I left the warm, dark house early this morning and ventured to class while the street-lights were still on and there was no one else awake. It was raining snow; that weird phenomenon where the snow comes straight down in curtains, in small particles like white raindrops, only everything is in slow motion. Absolutely dumping the stuff. It was incredibly peaceful, and when you stood still you could hear the snowflakes hitting leaves, trees, cars, the ground, with a very quiet tinkly sigh. Almost what you would expect a sparkle to sound like, if sparkles made noise.

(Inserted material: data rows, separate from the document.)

//! Application configuration.

use crate::error::{AppError, AppResult};
use serde::{Deserialize, Serialize};
use std::path::Path;
use tickema_feed::DEFAULT_WINDOW_US;
use tickema_ws::{ConnectionConfig, DEFAULT_FEED_URL};

/// Environment variable consulted when no `--config` flag is given.
pub const CONFIG_ENV_VAR: &str = "TICKEMA_CONFIG";

/// Path tried last. Missing is fine; defaults apply.
pub const DEFAULT_CONFIG_PATH: &str = "config/default.toml";

/// Smoothing configuration.
#[derive(Debug, Clone, Serialize, Deserialize)]
pub struct SmoothingConfig {
    /// EMA window in microseconds. Default: 5,000,000 (5 seconds).
    #[serde(default = "default_window_us")]
    pub window_us: u64,
}

fn default_window_us() -> u64 {
    DEFAULT_WINDOW_US
}

impl Default for SmoothingConfig {
    fn default() -> Self {
        Self {
            window_us: default_window_us(),
        }
    }
}

/// Telemetry configuration.
#[derive(Debug, Clone, Serialize, Deserialize)]
pub struct TelemetryConfig {
    /// Filter used when `RUST_LOG` is not set.
    #[serde(default = "default_log_level")]
    pub log_level: String,
}

fn default_log_level() -> String {
    "info".to_string()
}

impl Default for TelemetryConfig {
    fn default() -> Self {
        Self {
            log_level: default_log_level(),
        }
    }
}

/// Main application configuration.
#[derive(Debug, Clone, Serialize, Deserialize)]
pub struct AppConfig {
    /// Feed endpoint.
    #[serde(default = "default_ws_url")]
    pub ws_url: String,
    /// Channel to subscribe to. Frames of this type carry samples.
    #[serde(default = "default_channel")]
    pub channel: String,
    #[serde(default)]
    pub smoothing: SmoothingConfig,
    #[serde(default)]
    pub telemetry: TelemetryConfig,
}

fn default_ws_url() -> String {
    DEFAULT_FEED_URL.to_string()
}

fn default_channel() -> String {
    "ticker".to_string()
}

impl Default for AppConfig {
    fn default() -> Self {
        Self {
            ws_url: default_ws_url(),
            channel: default_channel(),
            smoothing: SmoothingConfig::default(),
            telemetry: TelemetryConfig::default(),
        }
    }
}

impl AppConfig {
    /// Resolve and load configuration.
    ///
    /// Precedence: explicit path > `TICKEMA_CONFIG` > `config/default.toml`.
    /// An explicit or env-provided path must exist; the default path may be
    /// absent, in which case built-in defaults are used.
    pub fn load(explicit: Option<&str>) -> AppResult<Self> {
        let config = match explicit
            .map(str::to_string)
            .or_else(|| std::env::var(CONFIG_ENV_VAR).ok())
        {
            Some(path) => Self::from_file(&path)?,
            None if Path::new(DEFAULT_CONFIG_PATH).exists() => {
                Self::from_file(DEFAULT_CONFIG_PATH)?
            }
            None => Self::default(),
        };

        config.validate()?;
        Ok(config)
    }

    /// Load from a specific file.
    pub fn from_file(path: &str) -> AppResult<Self> {
        let content = std::fs::read_to_string(path)
            .map_err(|e| AppError::Config(format!("Failed to read config {path}: {e}")))?;

        Self::from_toml(&content)
    }

    /// Parse from TOML text.
    pub fn from_toml(content: &str) -> AppResult<Self> {
        toml::from_str(content)
            .map_err(|e| AppError::Config(format!("Failed to parse config: {e}")))
    }

    /// Validate configuration values.
    pub fn validate(&self) -> AppResult<()> {
        if !(self.ws_url.starts_with("ws://") || self.ws_url.starts_with("wss://")) {
            return Err(AppError::Config(format!(
                "ws_url must be a ws:// or wss:// URL, got {}",
                self.ws_url
            )));
        }
        if self.channel.is_empty() {
            return Err(AppError::Config("channel must not be empty".to_string()));
        }
        if self.smoothing.window_us == 0 {
            return Err(AppError::Config(
                "smoothing.window_us must be > 0".to_string(),
            ));
        }
        Ok(())
    }

    /// Transport settings derived from this configuration.
    pub fn connection_config(&self) -> ConnectionConfig {
        ConnectionConfig {
            url: self.ws_url.clone(),
            channel: self.channel.clone(),
        }
    }
}
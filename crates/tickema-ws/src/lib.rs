//! WebSocket transport for the tickema ticker feed.
//!
//! Provides the collaborator the poll loop reads from:
//! - Connection and ticker subscription in one step
//! - Non-blocking receive into a caller-owned buffer
//! - A distinguishable "would block" signal vs fatal failure
//! - Close frame on teardown
//!
//! There is no reconnect logic. Connection loss is fatal for the run.

pub mod connection;
pub mod error;
pub mod message;
pub mod transport;

pub use connection::{ConnectionConfig, WsTransport, DEFAULT_FEED_URL};
pub use error::{WsError, WsResult};
pub use message::SubscribeRequest;
pub use transport::{copy_frame, FrameSource, RecvStatus, MAX_FRAME_BYTES};

use std::sync::Once;

static INIT_CRYPTO: Once = Once::new();

/// Initialize the TLS crypto provider.
/// Must be called before any WebSocket connections are made.
pub fn init_crypto() {
    INIT_CRYPTO.call_once(|| {
        let _ = rustls::crypto::ring::default_provider().install_default();
    });
}
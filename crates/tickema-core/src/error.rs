//! Error types for tickema-core.

use thiserror::Error;

/// Core error types.
#[derive(Debug, Error)]
pub enum CoreError {
    #[error("Invalid price: {field}={value}")]
    InvalidPrice { field: &'static str, value: f64 },

    #[error("Timestamp must be after the Unix epoch")]
    ZeroTimestamp,
}

/// Result type alias for core operations.
pub type Result<T> = std::result::Result<T, CoreError>;
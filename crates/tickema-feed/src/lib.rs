//! Ticker ingestion stages for tickema.
//!
//! Each admitted frame passes through, in order:
//! - `parser`: raw text frame to `Sample` (or a reject)
//! - `timestamp`: feed time string to epoch microseconds
//! - `gate`: drops samples whose sequence went backwards
//! - `ema`: time-weighted moving averages over irregular samples

pub mod ema;
pub mod error;
pub mod gate;
pub mod parser;
pub mod timestamp;

pub use ema::{next_ema, EmaSmoother, EmaState, DEFAULT_WINDOW_US};
pub use error::{FeedError, FeedResult};
pub use gate::{admit, Admission};
pub use parser::{FrameDecoder, TICKER_TYPE};
pub use timestamp::{parse_epoch_us, TIMESTAMP_PARSE_FAILED};
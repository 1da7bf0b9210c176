//! Application error types.

use thiserror::Error;

#[derive(Debug, Error)]
pub enum AppError {
    #[error("Configuration error: {0}")]
    Config(String),

    #[error("WebSocket error: {0}")]
    WebSocket(#[from] tickema_ws::WsError),

    #[error("Telemetry error: {0}")]
    Telemetry(#[from] tickema_telemetry::TelemetryError),

    #[error("IO error: {0}")]
    Io(#[from] std::io::Error),
}

pub type AppResult<T> = Result<T, AppError>;
//! Integration tests for tickema-bot.
//!
//! These tests verify the interaction between components:
//! - Poll loop over a scripted frame source
//! - Subscription and teardown against a local feed server
//! - End-to-end table and summary output

pub mod common;
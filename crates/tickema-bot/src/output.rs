//! CSV rendering of handled samples.
//!
//! One header line, then one line per handled sample. Prices are printed
//! with nine significant digits.

use std::io::{self, Write};
use tickema_core::OutputRow;

pub const CSV_HEADER: &str = "timestamp_us,bid,ask,price,mid_ema,price_ema";

/// Significant digits used for every price column.
pub const PRICE_DIGITS: usize = 9;

/// Writes the output table.
pub struct CsvWriter<W: Write> {
    out: W,
    rows_written: u64,
}

impl<W: Write> CsvWriter<W> {
    pub fn new(out: W) -> Self {
        Self {
            out,
            rows_written: 0,
        }
    }

    pub fn write_header(&mut self) -> io::Result<()> {
        writeln!(self.out, "{CSV_HEADER}")
    }

    pub fn write_row(&mut self, row: &OutputRow) -> io::Result<()> {
        writeln!(
            self.out,
            "{},{},{},{},{},{}",
            row.timestamp_us,
            format_significant(row.bid, PRICE_DIGITS),
            format_significant(row.ask, PRICE_DIGITS),
            format_significant(row.price, PRICE_DIGITS),
            format_significant(row.mid_ema, PRICE_DIGITS),
            format_significant(row.price_ema, PRICE_DIGITS),
        )?;
        self.rows_written += 1;
        Ok(())
    }

    pub fn flush(&mut self) -> io::Result<()> {
        self.out.flush()
    }

    pub fn rows_written(&self) -> u64 {
        self.rows_written
    }

    pub fn into_inner(self) -> W {
        self.out
    }
}

/// Fixed-point rendering with `digits` significant digits.
pub fn format_significant(value: f64, digits: usize) -> String {
    let digits = digits.max(1) as i32;
    let decimals = if value == 0.0 || !value.is_finite() {
        digits - 1
    } else {
        let magnitude = value.abs().log10().floor() as i32;
        (digits - 1 - magnitude).max(0)
    };
    format!("{value:.prec$}", prec = decimals as usize)
}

Later in the afternoon I came home and it was still pouring out of the sky. I decided to shovel, because I couldn't see the sidewalk or the path to the front door, so I bundled in layers of scarves and sweaters and a winter coat and a toque, wool socks and my brothers old Sorrels which I stole when he moved to England. It was good to move in the cold, to feel my muscles tighten and release, to see my breath in the white air, to be warm from my heart pumping strongly. After, I sat on the steps and lifted my face to the trees and closed my eyes. There was the comforting smell of wet wool, and the sharp pure clean smell of fresh snow. My jeans were getting wet from the snow, and my butt was cold from the frozen stone stairs, but inside I was hot and comfortable. I sat in utter stillness for around half an hour, feeling the gentle tickle of flakes landing on my face, watching the snow fall in strands before me and around me, like a screen saver of stars, or fake rain in a low-budget movie. Soon, black-capped chickadees were in the branches of the trees beside me, and a black and white woodpecker with a red flash down its head was knocking around. There was no wind, nothing to drive leaves to the ground or blind you with ice. I wanted to sit there forever; I wanted it to snow like this forever, until I was nothing more than a giant pile of white. Until the entire world was a giant pile of white, the oceans and the deserts and the forests and the plains just covered in 6 feet of snow. Everything would perish, and yet it would still keep on raining down until the rent in the heavens closed for good and that's how it would remain, a giant ball of white snow floating through the black universe.